Staff Software Engineer, Platform Infrastructure

Aurora Innovation Aurora Innovation · Robotics · PITHQ · Software Technology Foundations

Staff Software Engineer to lead a team stabilizing and modernizing Offline Testing Infrastructure (OTI), a critical middle-layer infrastructure for PR testing, test creation, and Verification & Validation (V&V) efforts.

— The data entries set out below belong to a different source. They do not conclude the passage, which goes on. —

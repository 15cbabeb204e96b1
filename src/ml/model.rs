use burn::{
    nn::{
        Embedding, EmbeddingConfig, Initializer,
        Linear, LinearConfig,
    },
    prelude::*,
    tensor::backend::AutodiffBackend,
};

// NOTE: #[derive(Config)] already generates Clone and Serialize/Deserialize
// internally — do NOT add them again or you get conflicting impls.
#[derive(Config, Debug)]
pub struct SkipGramConfig {
    /// Rows of the embedding table: the context-side vocabulary.
    /// Equals the ingredient vocabulary for the co-occurrence model
    /// and the recipe vocabulary for the membership model.
    pub input_vocab_size: usize,
    /// Classes of the softmax projection: the target-side vocabulary.
    /// The ingredient vocabulary for both models.
    pub output_vocab_size: usize,
    pub emb_dim: usize,
}

impl SkipGramConfig {
    pub fn init<B: Backend>(&self, device: &B::Device) -> SkipGramModel<B> {
        let embeddings = EmbeddingConfig::new(self.input_vocab_size, self.emb_dim)
            .with_initializer(Initializer::Uniform { min: -1.0, max: 1.0 })
            .init(device);
        let output = LinearConfig::new(self.emb_dim, self.output_vocab_size)
            .with_initializer(Initializer::Normal {
                mean: 0.0,
                std: 1.0 / (self.emb_dim as f64).sqrt(),
            })
            .init(device);
        SkipGramModel {
            embeddings,
            output,
            emb_dim: self.emb_dim,
        }
    }
}

#[derive(Module, Debug)]
pub struct SkipGramModel<B: Backend> {
    pub embeddings: Embedding<B>,
    pub output: Linear<B>,
    pub emb_dim: usize,
}

impl<B: Backend> SkipGramModel<B> {
    /// contexts: [batch] → logits over the target vocabulary: [batch, output_vocab]
    pub fn forward(&self, contexts: Tensor<B, 1, Int>) -> Tensor<B, 2> {
        let [batch_size] = contexts.dims();

        // Embedding expects [batch, seq]; a skip-gram context is a
        // single token, so seq is 1.
        let embedded = self
            .embeddings
            .forward(contexts.reshape([batch_size, 1]))
            .reshape([batch_size, self.emb_dim]);

        self.output.forward(embedded)
    }

    /// Cross-entropy over the full target vocabulary. Targets arrive
    /// as the [batch, 1] column the batch cursor contract specifies
    /// and are flattened for the loss.
    pub fn forward_loss(
        &self,
        contexts: Tensor<B, 1, Int>,
        targets: Tensor<B, 2, Int>,
    ) -> Tensor<B, 1>
    where
        B: AutodiffBackend,
    {
        let logits = self.forward(contexts);
        let [batch_size, _] = logits.dims();
        let targets = targets.reshape([batch_size]);

        let ce = burn::nn::loss::CrossEntropyLossConfig::new().init(&logits.device());
        ce.forward(logits, targets)
    }

    /// The embedding table with each row scaled to unit L2 norm,
    /// for cosine-comparable vectors in the visualisation step.
    pub fn normalized_embeddings(&self) -> Tensor<B, 2> {
        let table = self.embeddings.weight.val();
        let norm = table.clone().powf_scalar(2.0).sum_dim(1).sqrt();
        table / norm
    }
}
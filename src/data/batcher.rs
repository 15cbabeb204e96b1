// ============================================================
// Layer 4 — Pair Batcher
// ============================================================
// Converts one IndexBatch into GPU-ready tensors.
//
// Burn's own DataLoader is deliberately not used here: it
// shuffles and re-samples, while this pipeline's contract is a
// strict circular read order owned by the BatchCursor. The
// batcher therefore only does the tensor stacking step:
//
//   Input:  IndexBatch with B context and B target indices
//   Output: contexts tensor [B], targets tensor [B, 1]
//
// The target column shape matches what the loss side of the
// model expects for one training step.
//
// B is the Burn Backend (e.g. Wgpu, Autodiff<Wgpu>) —
// generic so the same batcher works on any device.
//
// Reference: Burn Book §4 (Batcher)

use burn::prelude::*;

use crate::domain::pair::IndexBatch;

// ─── TrainingBatch ────────────────────────────────────────────────────────────
/// One batch ready for the model forward pass.
#[derive(Debug, Clone)]
pub struct TrainingBatch<B: Backend> {
    /// Context indices — shape: [batch_size]
    pub contexts: Tensor<B, 1, Int>,

    /// Target indices as a column — shape: [batch_size, 1]
    pub targets: Tensor<B, 2, Int>,
}

// ─── PairBatcher ──────────────────────────────────────────────────────────────
/// Holds the target device so tensors are created on the correct
/// GPU/CPU.
#[derive(Clone, Debug)]
pub struct PairBatcher<B: Backend> {
    pub device: B::Device,
}

impl<B: Backend> PairBatcher<B> {
    pub fn new(device: B::Device) -> Self {
        Self { device }
    }

    /// Stack one index batch into tensors. The cursor guarantees
    /// both vectors hold exactly batch_size entries, so the batch
    /// dimension is taken from the vector length.
    pub fn batch(&self, batch: &IndexBatch) -> TrainingBatch<B> {
        let batch_size = batch.len();

        let contexts = Tensor::<B, 1, Int>::from_ints(batch.contexts.as_slice(), &self.device);

        let targets = Tensor::<B, 1, Int>::from_ints(batch.targets.as_slice(), &self.device)
            .reshape([batch_size, 1]);

        TrainingBatch { contexts, targets }
    }
}
// ============================================================
// Core Pipeline Errors
// ============================================================
// Structured error taxonomy for the corpus-to-batch pipeline.
//
// Only construction-time problems are errors here:
//   - a corpus line that fails to parse
//   - an empty pair collection (batch arithmetic needs len > 0)
//   - a batch size the collection cannot serve
//   - a batch that came out with the wrong number of entries
//
// A vocabulary lookup miss is NOT an error: unknown tokens map
// to the UNK index by contract (see data::vocab).
//
// The application layer wraps these with anyhow context naming
// the relation being processed, so a failure reads like
// "cannot build batch cursor for the ingredient co-occurrence
// relation: batch size 128 exceeds pair collection length 6".
//
// Reference: Rust Book §9 (Error Handling)

use thiserror::Error;

/// Errors raised by the corpus loader, pair extractor, and batch cursor.
#[derive(Debug, Error)]
pub enum PipelineError {
    /// The corpus file could not be read at all.
    #[error("cannot read corpus '{path}': {source}")]
    CorpusIo {
        path: String,
        #[source]
        source: std::io::Error,
    },

    /// One corpus line is not a valid recipe record.
    /// Carries the 1-based line number so the bad line can be found.
    #[error("malformed corpus line {line}: {message}")]
    MalformedInput { line: usize, message: String },

    /// A relation produced zero pairs. Cursor arithmetic is modular
    /// over the collection length, so this is rejected at cursor
    /// construction instead of surfacing as a division by zero
    /// inside the training loop.
    #[error("no pairs to serve batches from: the pair collection is empty")]
    EmptyPairCollection,

    /// A batch size of zero would pin the cursor in place forever.
    #[error("batch size must be at least 1")]
    ZeroBatchSize,

    /// The batch size is larger than the pair collection, so a single
    /// batch would wrap more than once and repeat pairs within itself.
    #[error("batch size {batch_size} exceeds pair collection length {collection_len}")]
    BatchSizeExceedsCollection {
        batch_size: usize,
        collection_len: usize,
    },

    /// An assembled batch did not contain exactly batch_size pairs.
    /// Carries the offending sizes so the report is actionable.
    #[error(
        "batch shape mismatch: expected {batch_size} pairs, assembled {actual} \
         (pair collection length {collection_len})"
    )]
    ShapeMismatch {
        batch_size: usize,
        actual: usize,
        collection_len: usize,
    },
}

// ─── Unit Tests ───────────────────────────────────────────────────────────────
#[cfg(test)]
mod tests {
    use super::*;

    #[test]
    fn test_malformed_input_names_the_line() {
        let err = PipelineError::MalformedInput {
            line: 7,
            message: "missing field `name`".to_string(),
        };
        assert!(err.to_string().contains("line 7"));
        assert!(err.to_string().contains("missing field"));
    }

    #[test]
    fn test_shape_mismatch_carries_sizes() {
        let err = PipelineError::ShapeMismatch {
            batch_size: 128,
            actual: 0,
            collection_len: 10,
        };
        let msg = err.to_string();
        assert!(msg.contains("128"));
        assert!(msg.contains("10"));
    }
}
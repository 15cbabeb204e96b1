// ============================================================
// Layer 4 — Corpus Loader
// ============================================================
// Loads the recipe corpus from a line-delimited JSON file:
// one JSON object per line, each with at least
//   name:        string
//   ingredients: array of [ingredient_name, quantity] arrays
//
// File order is preserved: downstream pair extraction and the
// batch cursor both depend on a stable record order.
//
// A line that fails to parse aborts the load with an error that
// names the 1-based line number and a snippet of the offending
// content. Records are never silently skipped: a corpus with a
// bad line in the middle would otherwise train on a silently
// different pair sequence.
//
// Reference: Rust Book §9 (Error Handling)
//            Rust Book §12 (I/O and File Handling)

use std::{fs, path::PathBuf};

use crate::domain::recipe::Recipe;
use crate::domain::traits::RecipeSource;
use crate::error::PipelineError;

/// How much of a bad line to quote back in a parse error.
const SNIPPET_LEN: usize = 60;

/// Loads recipes from a line-delimited JSON file.
/// Implements the RecipeSource trait from Layer 3.
pub struct JsonlCorpus {
    /// Path to the corpus file, e.g. data/sitemap.json
    path: PathBuf,
}

impl JsonlCorpus {
    pub fn new(path: impl Into<PathBuf>) -> Self {
        Self { path: path.into() }
    }
}

impl RecipeSource for JsonlCorpus {
    fn load_all(&self) -> Result<Vec<Recipe>, PipelineError> {
        let text = fs::read_to_string(&self.path).map_err(|e| PipelineError::CorpusIo {
            path: self.path.display().to_string(),
            source: e,
        })?;

        let recipes = parse_corpus(&text)?;
        tracing::info!(
            "Loaded {} recipes from '{}'",
            recipes.len(),
            self.path.display()
        );
        Ok(recipes)
    }
}

/// Parse a whole corpus held in memory, one record per line.
///
/// Split out from the file read so the parsing rules are testable
/// without touching the filesystem.
pub fn parse_corpus(text: &str) -> Result<Vec<Recipe>, PipelineError> {
    let mut recipes = Vec::new();

    for (idx, line) in text.lines().enumerate() {
        let recipe: Recipe =
            serde_json::from_str(line).map_err(|e| PipelineError::MalformedInput {
                line: idx + 1,
                message: format!("{} (content: {:?})", e, snippet(line)),
            })?;
        recipes.push(recipe);
    }

    Ok(recipes)
}

/// First SNIPPET_LEN characters of a line, for error messages.
fn snippet(line: &str) -> &str {
    match line.char_indices().nth(SNIPPET_LEN) {
        Some((byte_idx, _)) => &line[..byte_idx],
        None => line,
    }
}

// ─── Unit Tests ───────────────────────────────────────────────────────────────
#[cfg(test)]
mod tests {
    use super::*;

    const CORPUS: &str = concat!(
        r#"{"name":"soup","ingredients":[["salt",""],["water",""]]}"#,
        "\n",
        r#"{"name":"stew","ingredients":[["salt",""],["beef",""]]}"#,
        "\n",
    );

    #[test]
    fn test_parses_records_in_file_order() {
        let recipes = parse_corpus(CORPUS).unwrap();
        assert_eq!(recipes.len(), 2);
        assert_eq!(recipes[0].name, "soup");
        assert_eq!(recipes[1].name, "stew");
        assert_eq!(recipes[1].ingredients[1].name(), "beef");
    }

    #[test]
    fn test_bad_line_reports_line_number() {
        let text = concat!(
            r#"{"name":"soup","ingredients":[]}"#,
            "\n",
            "this is not json\n",
        );
        let err = parse_corpus(text).unwrap_err();
        match err {
            PipelineError::MalformedInput { line, ref message } => {
                assert_eq!(line, 2);
                assert!(message.contains("not json"));
            }
            other => panic!("unexpected error: {other:?}"),
        }
    }

    #[test]
    fn test_record_without_ingredients_is_malformed() {
        let err = parse_corpus(r#"{"name":"soup"}"#).unwrap_err();
        assert!(matches!(
            err,
            PipelineError::MalformedInput { line: 1, .. }
        ));
    }

    #[test]
    fn test_empty_corpus_parses_to_no_records() {
        assert!(parse_corpus("").unwrap().is_empty());
    }

    #[test]
    fn test_missing_file_is_an_io_error() {
        let corpus = JsonlCorpus::new("/definitely/not/a/real/path.json");
        let err = corpus.load_all().unwrap_err();
        assert!(matches!(err, PipelineError::CorpusIo { .. }));
    }
}
// ============================================================
// Visualisation Boundary
// ============================================================
// Consumes (index → vector) plus (index → label) for a bounded
// prefix of the vocabulary and produces a labelled 2D scatter
// image per model. Nothing in here feeds back into training.
//
//   projection.rs — deterministic 2-component PCA over the
//                   normalised embedding rows (power iteration,
//                   plain slice arithmetic, no tensor types)
//
//   scatter.rs    — maps projected points onto a fixed canvas
//                   and writes an SVG scatter with one text
//                   label per point
//
// Reference: Jolliffe (2002) Principal Component Analysis

/// 2D PCA projection of embedding rows
pub mod projection;

/// SVG scatter plot writer
pub mod scatter;
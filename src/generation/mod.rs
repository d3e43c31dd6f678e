//! Denoise generation.
//!
//! - [`scheduler`]: flow-matching sigma schedule with dynamic shift
//! - [`noise`]: seeded initial noise
//! - [`guidance`]: classifier-free guidance weights
//! - [`inpaint`]: re-imposing preserved regions
//! - [`denoise`]: the Euler loop
//! - [`pipeline`]: the end-to-end invocation

pub mod denoise;
pub mod guidance;
pub mod inpaint;
pub mod noise;
pub mod pipeline;
pub mod scheduler;

// Re-export commonly used items
pub use denoise::{DenoiseInputs, DenoiseLoop, LoopState};
pub use guidance::{apply_cfg, prepare_cfg_scale, CfgScale, DEFAULT_CFG_SCALE};
pub use inpaint::{prepare_inpaint_mask, InpaintExtension};
pub use noise::{get_noise, REFERENCE_CONTEXT};
pub use pipeline::{DenoiseInvocation, InvocationContext, LatentsOutput};
pub use scheduler::{
    calculate_timestep_shift, clip_timestep_schedule_fractional, prepare_timesteps,
    FlowMatchScheduler, FlowMatchSchedulerConfig, TimeShiftType,
};
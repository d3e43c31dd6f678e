//! Tensor persistence between pipeline stages.

pub mod tensors;

// Re-export commonly used types
pub use tensors::{
    compute_tensor_name, read_f32_tensor, write_f32_tensor, FileTensorStore, InMemoryTensorStore,
    TensorStore,
};
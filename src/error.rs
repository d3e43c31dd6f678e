//! Error types for the denoise step.
//!
//! Errors fall into three groups: configuration problems detected before the
//! loop starts, resource problems with upstream collaborators, and numeric or
//! device failures raised while stepping.

use std::fmt;

/// Error codes identifying the failure class.
#[derive(Debug, Clone, Copy, PartialEq, Eq, Hash)]
pub enum ErrorCode {
    /// A denoise parameter is malformed or inconsistent.
    /// Trigger: zero steps, bad cfg_scale length, denoising_start without latents.
    InvalidParameter,

    /// No transformer is registered under the requested identifier.
    ModelNotFound,

    /// The transformer could not be placed on the compute device.
    /// Trigger: poisoned model lock, device load failure.
    ModelLoadFailed,

    /// A conditioning record has the wrong arity or variant.
    ConditioningMismatch,

    /// No tensor is stored under the requested name.
    TensorNotFound,

    /// Reading or writing a persisted tensor failed.
    TensorIo,

    /// Two tensors that must agree in shape do not.
    /// Trigger: embedding batch vs latent batch, model output vs input.
    ShapeMismatch,

    /// The transformer forward pass failed.
    /// Trigger: out-of-memory, device mismatch.
    ModelInferenceFailed,
}

impl ErrorCode {
    /// Returns the string representation of the error code.
    pub fn as_str(&self) -> &'static str {
        match self {
            ErrorCode::InvalidParameter => "INVALID_PARAMETER",
            ErrorCode::ModelNotFound => "MODEL_NOT_FOUND",
            ErrorCode::ModelLoadFailed => "MODEL_LOAD_FAILED",
            ErrorCode::ConditioningMismatch => "CONDITIONING_MISMATCH",
            ErrorCode::TensorNotFound => "TENSOR_NOT_FOUND",
            ErrorCode::TensorIo => "TENSOR_IO",
            ErrorCode::ShapeMismatch => "SHAPE_MISMATCH",
            ErrorCode::ModelInferenceFailed => "MODEL_INFERENCE_FAILED",
        }
    }

    /// Returns a human-readable description of the error.
    pub fn description(&self) -> &'static str {
        match self {
            ErrorCode::InvalidParameter => "A denoise parameter is malformed or inconsistent",
            ErrorCode::ModelNotFound => "Requested transformer is not registered",
            ErrorCode::ModelLoadFailed => "Failed to place the transformer on the compute device",
            ErrorCode::ConditioningMismatch => "Conditioning record has the wrong arity or variant",
            ErrorCode::TensorNotFound => "Requested tensor is not in the tensor store",
            ErrorCode::TensorIo => "Failed to read or write a persisted tensor",
            ErrorCode::ShapeMismatch => "Tensor shapes are incompatible",
            ErrorCode::ModelInferenceFailed => "Transformer forward pass failed",
        }
    }

    /// Returns a recovery hint suggesting how to resolve this error.
    pub fn recovery_hint(&self) -> &'static str {
        match self {
            ErrorCode::InvalidParameter => {
                "Check the named field: steps must be > 0, width/height multiples of 16, \
                 cfg_scale lists must have one entry per step"
            }
            ErrorCode::ModelNotFound => {
                "Register the transformer with the model registry before invoking the denoise step"
            }
            ErrorCode::ModelLoadFailed => {
                "Free device memory or choose another device with COGVIEW_DEVICE"
            }
            ErrorCode::ConditioningMismatch => {
                "Re-run the text encoder stage; it must store exactly one GLM conditioning record"
            }
            ErrorCode::TensorNotFound => {
                "Make sure the upstream stage saved the tensor to the same tensor store"
            }
            ErrorCode::TensorIo => {
                "Verify the tensor directory exists, is writable and has free disk space"
            }
            ErrorCode::ShapeMismatch => {
                "Ensure latents, masks and conditioning come from the same image size and batch"
            }
            ErrorCode::ModelInferenceFailed => {
                "Reduce image size or switch precision; the loop does not retry on its own"
            }
        }
    }
}

impl fmt::Display for ErrorCode {
    fn fmt(&self, f: &mut fmt::Formatter<'_>) -> fmt::Result {
        write!(f, "{}", self.as_str())
    }
}

/// Main error type for denoise operations.
#[derive(Debug)]
pub struct DenoiseError {
    /// The error code identifying the type of error.
    pub code: ErrorCode,
    /// Human-readable error message with context.
    pub message: String,
    /// Offending parameter, for configuration errors.
    pub field: Option<&'static str>,
    /// Optional underlying cause of the error.
    pub source: Option<Box<dyn std::error::Error + Send + Sync>>,
}

impl DenoiseError {
    /// Creates a new DenoiseError with the given code and message.
    pub fn new(code: ErrorCode, message: impl Into<String>) -> Self {
        Self {
            code,
            message: message.into(),
            field: None,
            source: None,
        }
    }

    /// Creates a new DenoiseError with an underlying cause.
    pub fn with_source(
        code: ErrorCode,
        message: impl Into<String>,
        source: impl std::error::Error + Send + Sync + 'static,
    ) -> Self {
        Self {
            code,
            message: message.into(),
            field: None,
            source: Some(Box::new(source)),
        }
    }

    /// Creates an INVALID_PARAMETER error naming the offending field.
    pub fn invalid_param(field: &'static str, reason: impl Into<String>) -> Self {
        Self {
            code: ErrorCode::InvalidParameter,
            message: format!("Invalid {}: {}", field, reason.into()),
            field: Some(field),
            source: None,
        }
    }

    /// Creates a MODEL_NOT_FOUND error.
    pub fn model_not_found(id: impl fmt::Display) -> Self {
        Self::new(
            ErrorCode::ModelNotFound,
            format!("No model registered for {}", id),
        )
    }

    /// Creates a MODEL_LOAD_FAILED error.
    pub fn model_load_failed(reason: impl Into<String>) -> Self {
        Self::new(
            ErrorCode::ModelLoadFailed,
            format!("Failed to load model: {}", reason.into()),
        )
    }

    /// Creates a CONDITIONING_MISMATCH error.
    pub fn conditioning_mismatch(reason: impl Into<String>) -> Self {
        Self::new(
            ErrorCode::ConditioningMismatch,
            format!("Conditioning mismatch: {}", reason.into()),
        )
    }

    /// Creates a TENSOR_NOT_FOUND error.
    pub fn tensor_not_found(name: &str) -> Self {
        Self::new(
            ErrorCode::TensorNotFound,
            format!("Tensor not found: {}", name),
        )
    }

    /// Creates a TENSOR_IO error wrapping an I/O failure.
    pub fn tensor_io(context: impl Into<String>, source: std::io::Error) -> Self {
        Self::with_source(ErrorCode::TensorIo, context, source)
    }

    /// Creates a SHAPE_MISMATCH error.
    pub fn shape_mismatch(what: &str, expected: &[usize], actual: &[usize]) -> Self {
        Self::new(
            ErrorCode::ShapeMismatch,
            format!("{}: expected shape {:?}, got {:?}", what, expected, actual),
        )
    }

    /// Creates a MODEL_INFERENCE_FAILED error.
    pub fn model_inference_failed(reason: impl Into<String>) -> Self {
        Self::new(
            ErrorCode::ModelInferenceFailed,
            format!("Inference failed: {}", reason.into()),
        )
    }
}

impl fmt::Display for DenoiseError {
    fn fmt(&self, f: &mut fmt::Formatter<'_>) -> fmt::Result {
        write!(
            f,
            "[{}] {}. Recovery: {}",
            self.code,
            self.message,
            self.code.recovery_hint()
        )
    }
}

impl std::error::Error for DenoiseError {
    fn source(&self) -> Option<&(dyn std::error::Error + 'static)> {
        self.source
            .as_ref()
            .map(|e| e.as_ref() as &(dyn std::error::Error + 'static))
    }
}

impl From<ndarray::ShapeError> for DenoiseError {
    fn from(err: ndarray::ShapeError) -> Self {
        Self::with_source(ErrorCode::ShapeMismatch, "Incompatible tensor shapes", err)
    }
}

/// Result type alias using DenoiseError.
pub type Result<T> = std::result::Result<T, DenoiseError>;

The role involves defining and optimizing the testing ecosystem, owning OTI components, establishing architecture and best practices, and serving as a center of excellence for offline testing.

What you'd actually do

  1. Lead the OTI Team: Serve as the technical lead (TL) for the OTI team within PIE-Compute, driving the strategic vision, execution, and long-term stability of the core infrastructure.
  2. Lead the design of the next-generation offline testing architecture to meet diverse team needs, reducing redundancy and siloing across the organization.
  3. Partner with Test Creation and Test Drive teams to standardize end-to-end test execution and reporting (Creation -> Execution -> Reporting).
  4. Take ownership of the shared OTI components, including maintenance and on-call support
  5. Define and enforce data management policies for the testing ecosystem (storage, lifecycling, write strategies, data integrity, and lineage).

Skills

Required

  • Senior or Staff-level experience (P7 equivalent) as a Software Engineer, ideally in infrastructure, developer tooling, or critical shared services.
  • Proven experience leading technical projects and mentoring/directing other engineers.
  • Familiarity with distributed compute technologies, cloud services (e.g., AWS), and large-scale workflow management systems
  • Demonstrated ability to triage, debug, and perform on-call and incident management for complex, cross-cutting infrastructure issues.
  • Strong communication skills to manage stakeholder alignment and drive cross-team standardization efforts.

What the JD emphasized

  • stabilizing and modernizing our Offline Testing Infrastructure (OTI)
  • critical, shared middle-layer infrastructure
  • improving the velocity of our engineering teams and the reliability of our release cycles
  • transition OTI to a stable, performant, and scalable platform
  • standardize end-to-end test execution and reporting
  • ensure performance and scalability
  • maintain clear attribution of failures to enhance reliability and efficient debugging
  • common OTI tooling, including launching test evaluations, polling APIs, communicating results, and providing recommended pipeline templates
  • data management policies for the testing ecosystem
  • single versus cross-modality testing strategies
  • manage incidents related to offline tests
  • optimizing the architecture and performance of Aurora's largest compute use case (offline testing)